11 Responses to What do you Say?

  • For off, you didn’t ask for a critique. That’s just rude. Plus, does she not turn on the television or read magazines? Sex is everywhere. Also, that saddens me that you edited some of the sex in the Tilling sisters books. I loved them just they way they were. In fact, my review of the trilogy will be up at the end of the month. I’ll let you know.


    • Marika – Only in the print version did I edit it down a bit, which is why I gave them a different title. They’re not even linked together on Amazon. But the ebooks are just the way you read them.

      I’m so pleased you enjoyed them. I can’t wait to see the review. Please be sure to let me know when it’s up.

  • I think unless you are in someones shoes you just don’t get it. I get snark comments for what I write but I just brush it off…I’m not ashamed that I read what I read. It is my choice and nobody else. I think you are an amazing writer and it shows how much people love your work..

    • Savannah – Most of the time it doesn’t bother me, but this is the second time she’s read my print books and was disappointed. I don’t know why she keeps trying. That’s the part that drives me nuts.

  • Vicki – I don’t think people realize that many of the top sellers are technically romance despite the fact that they’re action packed or paranormal or whatever. I think it will be this way forever. LOL!

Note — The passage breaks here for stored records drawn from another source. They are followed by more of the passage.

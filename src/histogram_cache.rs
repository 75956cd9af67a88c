//! Schema fetch and caching (spec.md §4.3): revision keys map to parsed
//! `Histogram` schema sets, content-addressed by an MD5 digest so two
//! revisions that happen to serve byte-identical schemas share one parsed
//! copy. A revision that 404s is remembered as missing so it isn't
//! re-fetched on every subsequent record.

use std::collections::HashMap;
use std::io::{Read, Write};
use std::net::TcpStream;
use std::sync::Arc;

use crate::error::FetchError;
use crate::histogram::Histogram;

/// Result of attempting to fetch one revision's schema bytes.
pub enum FetchOutcome {
    Ok(Vec<u8>),
    NotFound,
}

/// Network boundary between `HistogramCache` and wherever schema bytes
/// actually come from. Lets tests substitute a canned in-memory fetcher.
pub trait SchemaFetcher {
    fn fetch(&mut self, host: &str, port: u16, revision_key: &str) -> Result<FetchOutcome, FetchError>;
}

/// Fetches schema bytes over a plain HTTP/1.0 GET on a raw `TcpStream`.
/// The histogram server's protocol is one verb, no redirects, no chunked
/// transfer-encoding, `Connection: close` — a general-purpose HTTP client
/// buys nothing here that a direct socket read-to-EOF doesn't already give.
pub struct TcpSchemaFetcher;

impl SchemaFetcher for TcpSchemaFetcher {
    fn fetch(&mut self, host: &str, port: u16, revision_key: &str) -> Result<FetchOutcome, FetchError> {
        let mut stream = TcpStream::connect((host, port))?;
        let request = format!(
            "GET /histogram_buckets?revision={revision_key} HTTP/1.0\r\n\
             Host: {host}\r\n\
             Accept: */*\r\n\
             Connection: close\r\n\r\n"
        );
        stream.write_all(request.as_bytes())?;

        let mut raw = Vec::new();
        stream.read_to_end(&mut raw)?;

        let Some(header_end) = find_header_end(&raw) else {
            return Ok(FetchOutcome::NotFound);
        };
        let status_line = String::from_utf8_lossy(&raw[..header_end]);
        let status_code = status_line.lines().next().and_then(parse_status_code);

        match status_code {
            Some(200) => Ok(FetchOutcome::Ok(raw[header_end + 4..].to_vec())),
            _ => Ok(FetchOutcome::NotFound),
        }
    }
}

fn find_header_end(raw: &[u8]) -> Option<usize> {
    raw.windows(4).position(|w| w == b"\r\n\r\n")
}

fn parse_status_code(status_line: &str) -> Option<u16> {
    status_line.split_whitespace().nth(1)?.parse().ok()
}

enum RevisionEntry {
    Found(Arc<Histogram>),
    Missing,
}

/// Two-map cache (spec.md §4.3): `by_digest` dedupes identical schema
/// bodies across revisions; `by_revision` remembers, per revision key,
/// whether a schema is known-present, known-missing, or not yet asked
/// about.
pub struct HistogramCache<F: SchemaFetcher> {
    host: String,
    port: u16,
    fetcher: F,
    by_digest: HashMap<[u8; 16], Arc<Histogram>>,
    by_revision: HashMap<String, RevisionEntry>,
}

impl<F: SchemaFetcher> HistogramCache<F> {
    pub fn new(host: impl Into<String>, port: u16, fetcher: F) -> Self {
        Self { host: host.into(), port, fetcher, by_digest: HashMap::new(), by_revision: HashMap::new() }
    }

    /// The last `/`-separated path segment of a revision URL, used as the
    /// cache key and the query parameter sent to the schema server.
    pub fn revision_key(revision_url: &str) -> &str {
        revision_url.rsplit('/').next().unwrap_or(revision_url)
    }

    /// Look up (fetching and parsing on a cache miss) the schema set for a
    /// submission's `info.revision` URL. Returns `None` if the URL isn't
    /// canonical, the schema couldn't be fetched, or it couldn't be
    /// parsed — none of those are retried differently from one another
    /// except that a confirmed-missing revision is remembered.
    pub fn find(&mut self, revision_url: &str) -> Option<Arc<Histogram>> {
        if !revision_url.starts_with("http") {
            return None;
        }

        let key = Self::revision_key(revision_url).to_string();
        if let Some(entry) = self.by_revision.get(&key) {
            return match entry {
                RevisionEntry::Found(hist) => Some(hist.clone()),
                RevisionEntry::Missing => None,
            };
        }

        match self.fetcher.fetch(&self.host, self.port, &key) {
            Ok(FetchOutcome::Ok(body)) => self.ingest(key, &body),
            Ok(FetchOutcome::NotFound) => {
                self.by_revision.insert(key, RevisionEntry::Missing);
                None
            }
            Err(e) => {
                tracing::warn!(error = %e, revision = %key, "schema fetch failed");
                self.by_revision.insert(key, RevisionEntry::Missing);
                None
            }
        }
    }

    fn ingest(&mut self, key: String, body: &[u8]) -> Option<Arc<Histogram>> {
        let digest = md5::compute(body).0;
        if let Some(existing) = self.by_digest.get(&digest) {
            let hist = existing.clone();
            self.by_revision.insert(key, RevisionEntry::Found(hist.clone()));
            return Some(hist);
        }

        let parsed = serde_json::from_slice(body)
            .map_err(|e| tracing::warn!(error = %e, revision = %key, "schema body is not valid JSON"))
            .ok()
            .and_then(|v| Histogram::parse(&v).map_err(|e| tracing::warn!(error = %e, revision = %key, "schema is malformed")).ok());

        match parsed {
            Some(hist) => {
                let hist = Arc::new(hist);
                self.by_digest.insert(digest, hist.clone());
                self.by_revision.insert(key, RevisionEntry::Found(hist.clone()));
                Some(hist)
            }
            None => {
                // Parse failures are not negatively cached: a corrected
                // schema at the same revision key should be picked up
                // on the next attempt.
                None
            }
        }
    }
}

#[cfg(test)]
mod tests {
    use super::*;
    use std::cell::RefCell;
    use std::rc::Rc;

    struct MapFetcher {
        responses: HashMap<String, Vec<u8>>,
        calls: Rc<RefCell<u32>>,
    }

    impl SchemaFetcher for MapFetcher {
        fn fetch(&mut self, _host: &str, _port: u16, revision_key: &str) -> Result<FetchOutcome, FetchError> {
            *self.calls.borrow_mut() += 1;
            match self.responses.get(revision_key) {
                Some(body) => Ok(FetchOutcome::Ok(body.clone())),
                None => Ok(FetchOutcome::NotFound),
            }
        }
    }

    fn schema_bytes() -> Vec<u8> {
        br#"{"histograms":{"GC_MS":{"kind":"4","min":1,"max":100,"bucket_count":2,"buckets":[0,1]}}}"#.to_vec()
    }

    #[test]
    fn fetches_and_caches_by_revision() {
        let calls = Rc::new(RefCell::new(0));
        let mut responses = HashMap::new();
        responses.insert("abc123".to_string(), schema_bytes());
        let fetcher = MapFetcher { responses, calls: calls.clone() };
        let mut cache = HistogramCache::new("schema.example", 80, fetcher);

        let first = cache.find("http://schema.example/revisions/abc123");
        assert!(first.is_some());
        let second = cache.find("http://schema.example/revisions/abc123");
        assert!(second.is_some());
        assert_eq!(*calls.borrow(), 1, "second lookup should be served from cache");
    }

    #[test]
    fn dedupes_identical_bodies_across_revisions() {
        let calls = Rc::new(RefCell::new(0));
        let mut responses = HashMap::new();
        responses.insert("rev-a".to_string(), schema_bytes());
        responses.insert("rev-b".to_string(), schema_bytes());
        let fetcher = MapFetcher { responses, calls };
        let mut cache = HistogramCache::new("schema.example", 80, fetcher);

        let a = cache.find("http://schema.example/revisions/rev-a").unwrap();
        let b = cache.find("http://schema.example/revisions/rev-b").unwrap();
        assert!(Arc::ptr_eq(&a, &b), "identical schema bodies should share one parsed Histogram");
    }

    #[test]
    fn negative_cache_avoids_repeat_fetches() {
        let calls = Rc::new(RefCell::new(0));
        let fetcher = MapFetcher { responses: HashMap::new(), calls: calls.clone() };
        let mut cache = HistogramCache::new("schema.example", 80, fetcher);

        assert!(cache.find("http://schema.example/revisions/missing").is_none());
        assert!(cache.find("http://schema.example/revisions/missing").is_none());
        assert_eq!(*calls.borrow(), 1);
    }

    #[test]
    fn non_canonical_revision_url_short_circuits() {
        let calls = Rc::new(RefCell::new(0));
        let fetcher = MapFetcher { responses: HashMap::new(), calls: calls.clone() };
        let mut cache = HistogramCache::new("schema.example", 80, fetcher);

        assert!(cache.find("file:///local/schema.json").is_none());
        assert_eq!(*calls.borrow(), 0, "no network I/O for a non-http revision url");
    }

    #[test]
    fn revision_key_is_last_path_segment() {
        assert_eq!(HistogramCache::<TcpSchemaFetcher>::revision_key("http://x/y/z/rev42"), "rev42");
        assert_eq!(HistogramCache::<TcpSchemaFetcher>::revision_key("rev42"), "rev42");
    }
}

  • LOL:) My mother read my first two Arbor U books and complained about the F word. Then I made tame copies of my first three Kenzie books (edited out the f**k; c**t; p***y, and any other ‘questionable’ language and let her read ’em. Her response? “Good stories…but they spent way too much time in the bedroom.”

    And when I offered the same tame copies to my aunt, who’d questioned me a week earlier about the stories I was writing, she admitted she’d only made it halfway through my first AU book before putting it down ‘because of the language and sex’. So there’s just no pleasing everyone.

    PLUS, back when I was promoting book #1, a woman bought it, even though I explained it had some language and adult content. Two weeks later I received a letter, inviting me to “meet my Friend on the Cross’. I nearly wrote her back, stating I was well acquainted with Him….but I calmed down and realized she hadn’t fully taken my warning to heart, even though she’d flipped through several pages prior to buying it. My conscience was clear, and I’ve not run into her since.

    • Molly – OMG! I’m totally laughing. It sounds like some of my family. And I had a discussion with another family member who asked how I can believe and write what I write. Actually he was really good about listening to my reasons why it worked for me.

  • I chuckled at your story, Nina. Any book I rate highly, I share with my sister, who is also an avid reader (mostly romantic suspense and thrillers). So I gave her one of my non-erotic books (FIRST TO DIE) to read. A few weeks later I dared to ask what she thought. Her reply? “I had to skip over lots of stuff that I didn’t like.” The “stuff”, of course, was the normal progression of a ROMANCE in a romantic suspense novel. It’s not that she didn’t LIKE sex, she admitted, she just didn’t like reading about it. *sigh* Naturally, I never gave her any of my Ellora’s Cave books.

  • My family has been supportive even though they think in their hearts I’ve gone a little overboard with the sex stuff. My granddaughter at 14 hasn’t read any of my books. Her parents buy them to support me, and seem very proud of my success, but don’t keep my books out. My daughter doesn’t want to read the erotica books, but brags about them.

    • Jean – My kids, husband and mom all brag about the fact that I’m an author. Mom even buys my books, but she apologizes for not reading them.